Mike’s eyes widened with alarm. “Cavalryman? I thought I was a general. Sit on a horse — way back, you understand — and give orders.”

“Alas, no. Even with the radios we have, I’m afraid command methods haven’t changed all that much and probably won’t for some time.” Long’s grin seemed a bit on the evil side. “The casualty rate among officers in this day and age — oh, yes, generals too — is usually no better than it is for infantrymen and artillerymen and considerably worse than it is for cavalrymen.”

That was definitely an evil smile. “The cavalry can run away, you see. Except the generals, who have stand their ground and set a good example.”

Mike had already discovered that Long’s casual joking with his commanding officer was normal in the army. Whether that was due to seventeenth century custom or the egalitarian influence of the rank and file soldiers, he didn’t know. Some of both, he expected.

He wasn’t going to inquire, though, because whatever the source the attitude suited him just fine. Mike had every intention of succeeding — excelling, actually — at his new occupation. He’d done well at everything he’d turned his hand to in his life, and saw no reason to do otherwise here. But he was not a cocksure fool, either. There was no way a man in his late thirties with no training as an officer and whose only military experience had been a three year term as an enlisted man in the peacetime U.S. army — twenty years back, to boot — was going to transform himself overnight into what Mike thought of as “a regular general.”

Instead, he’d do it his way, by leaning heavily on those traits he already had which he thought would serve him in good stead as a military commander.

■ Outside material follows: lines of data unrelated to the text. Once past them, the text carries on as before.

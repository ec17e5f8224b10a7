// src/kdf.rs
//! Passphrase → key stretching
//!
//! PBKDF2-HMAC-SHA256 over the UTF-8 bytes of the passphrase with an 8-byte
//! salt and [`KDF_ITERATIONS`] rounds. The same passphrase and salt always
//! yield the same 32-byte key.

use pbkdf2::pbkdf2_hmac;
use sha2::Sha256;
use subtle::ConstantTimeEq;

use crate::aliases::{DerivedKey32, Salt};
use crate::consts::{KDF_ITERATIONS, KEY_SIZE, SALT_SIZE};
use crate::error::{CoreError, Result};
use crate::key_ops::random_salt;

/// A freshly derived key together with the salt that produced it
pub struct KeyMaterial {
    pub key: DerivedKey32,
    pub salt: Salt,
}

/// Derive the key for `passphrase` under an existing `salt` (decryption path)
pub fn derive_key_with_salt(passphrase: &str, salt: &Salt) -> Result<DerivedKey32> {
    if passphrase.is_empty() {
        return Err(CoreError::validation("passphrase must not be empty"));
    }

    let mut key = DerivedKey32::new([0u8; KEY_SIZE]);
    pbkdf2_hmac::<Sha256>(
        passphrase.as_bytes(),
        salt,
        KDF_ITERATIONS,
        key.expose_secret_mut(),
    );
    Ok(key)
}

/// Same as [`derive_key_with_salt`] but for salts read from untrusted slices
pub fn derive_key_from_slice(passphrase: &str, salt: &[u8]) -> Result<DerivedKey32> {
    let salt: &Salt = salt.try_into().map_err(|_| {
        CoreError::validation(format!(
            "salt must be {SALT_SIZE} bytes, got {}",
            salt.len()
        ))
    })?;
    derive_key_with_salt(passphrase, salt)
}

/// Generate a new random salt and derive a key from it (encryption path)
pub fn derive_key_fresh(passphrase: &str) -> Result<KeyMaterial> {
    let salt = random_salt();
    let key = derive_key_with_salt(passphrase, &salt)?;
    Ok(KeyMaterial { key, salt })
}

/// Check a passphrase against a previously derived key.
///
/// Comparison is constant-time; any failure to derive counts as a mismatch.
pub fn verify_passphrase(passphrase: &str, salt: &Salt, expected_key: &[u8]) -> bool {
    match derive_key_with_salt(passphrase, salt) {
        Ok(key) => key.expose_secret().as_slice().ct_eq(expected_key).into(),
        Err(_) => false,
    }
}
// src/config/defaults.rs
use crate::config::app::{BatchSettings, EngineSettings};
use crate::consts::{ENCRYPTED_FILE_EXTENSION, STREAM_BUFFER_SIZE};

pub const CONFIG_ENV_VAR: &str = "FORTENC_CONFIG";
pub const KEEP_PLAIN_ENV_VAR: &str = "FORTENC_KEEP_PLAIN";
pub const CONFIG_FILE_NAME: &str = "config.toml";
pub const CONFIG_DIR_NAME: &str = "fortenc";

impl Default for EngineSettings {
    fn default() -> Self {
        Self {
            stream_buffer_size: STREAM_BUFFER_SIZE,
            keep_plain_file: false,
        }
    }
}

impl Default for BatchSettings {
    fn default() -> Self {
        Self {
            extension: ENCRYPTED_FILE_EXTENSION.into(),
            recursive: true,
            follow_links: false,
        }
    }
}
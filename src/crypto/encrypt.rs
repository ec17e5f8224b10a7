// src/crypto/encrypt.rs
use std::io::{Cursor, Read, Write};

use cbc::cipher::block_padding::Pkcs7;
use cbc::cipher::generic_array::GenericArray;
use cbc::cipher::{BlockEncryptMut, KeyIvInit};
use zeroize::Zeroizing;

use super::{read_chunk, staging_buffer, Aes256CbcEnc};
use crate::consts::{CIPHER_BLOCK_SIZE, STREAM_BUFFER_SIZE};
use crate::error::{CoreError, Result};

fn new_encryptor(key: &[u8], iv: &[u8]) -> Result<Aes256CbcEnc> {
    Aes256CbcEnc::new_from_slices(key, iv).map_err(|_| {
        CoreError::validation(format!(
            "AES-256-CBC needs a 32-byte key and 16-byte IV, got {} and {}",
            key.len(),
            iv.len()
        ))
    })
}

/// Encrypt plaintext in memory → returns padded ciphertext
pub fn encrypt(plain: &[u8], key: &[u8], iv: &[u8]) -> Result<Vec<u8>> {
    let mut out = Vec::with_capacity(plain.len() + CIPHER_BLOCK_SIZE);
    encrypt_stream(Cursor::new(plain), &mut out, key, iv, STREAM_BUFFER_SIZE)?;
    Ok(out)
}

/// Stream `reader` through the cipher into `writer`.
///
/// Whole blocks are written as soon as they are available; the trailing
/// partial block is held back and padded once the reader hits EOF.
/// Returns the number of ciphertext bytes written.
pub fn encrypt_stream<R: Read, W: Write>(
    mut reader: R,
    mut writer: W,
    key: &[u8],
    iv: &[u8],
    buffer_size: usize,
) -> Result<u64> {
    let mut cipher = new_encryptor(key, iv)?;
    let mut chunk = staging_buffer(buffer_size.max(CIPHER_BLOCK_SIZE));
    let mut pending = Zeroizing::new(Vec::with_capacity(chunk.len() + CIPHER_BLOCK_SIZE));
    let mut written = 0u64;

    loop {
        let n = read_chunk(&mut reader, &mut chunk)?;
        if n == 0 {
            break;
        }
        pending.extend_from_slice(&chunk[..n]);

        let ready = pending.len() - pending.len() % CIPHER_BLOCK_SIZE;
        for block in pending[..ready].chunks_exact_mut(CIPHER_BLOCK_SIZE) {
            cipher.encrypt_block_mut(GenericArray::from_mut_slice(block));
        }
        writer.write_all(&pending[..ready])?;
        written += ready as u64;
        pending.drain(..ready);
    }

    let mut last = Zeroizing::new([0u8; CIPHER_BLOCK_SIZE]);
    last[..pending.len()].copy_from_slice(&pending);
    let tail = cipher
        .encrypt_padded_mut::<Pkcs7>(&mut last[..], pending.len())
        .map_err(|_| CoreError::crypto("failed to pad final block"))?;
    writer.write_all(tail)?;
    written += tail.len() as u64;
    writer.flush()?;

    Ok(written)
}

First, he was courageous. That wasn’t conceit on his part, it was simply a matter-of-fact assessment. He’d faced enough physical threats in his life to know that his immediate reaction to danger was cool-headedness, not panic. He didn’t think he was probably Medal-of-Honor material, but he didn’t need that sort of superlative bravery. Just enough to keep calm in the middle of a battlefield and think clearly.

Second, he was a very capable leader — and leadership, he thought, probably translated well into any field of endeavor.

Third, he was an experienced organizer. That was, in fact, the channel through which his leadership abilities normally ran. He know how to command outright, and would do so when needed. But his preference and natural inclination was to assemble a capable team and work with them and through them. He saw no reason to think he couldn’t do the same with the staff of an army.

One of the things that would require was a certain relaxation in his dealings with his subordinates. And if that sort of casualness would have appalled most of the officers Mike had known in his stint in the up-time army, so be it. He simply wasn’t worried that familiarity would lead to contempt. Why should it? Nobody who’d even gotten to know Mike Stearns in his first almost four decades of life had been contemptuous of him, not even his enemies. The only reason anyone would start now would be if Mike fumbled his new job.

Which, he had no intention of doing. It would be better to say, didn’t even consider.

And that, of course, was Mike’s fourth relevant trait. His wife Becky had once said — not entirely admiringly — “Michael, you have the self-confidence of a bull.”

Well… Yes. He did.

“And yourself, Christopher? I wouldn’t have imagined an Englishman would ride all that well, either. Your island being so small and all.”

Long chuckled. “We’re lazy. Why walk when you can make a dumb beast do most of the work? And then, of course, I was in Spanish service for a time. Your proper hidalgo considers it a point of honor to spend most of his life in a saddle. It’s an infectious attitude, I found.”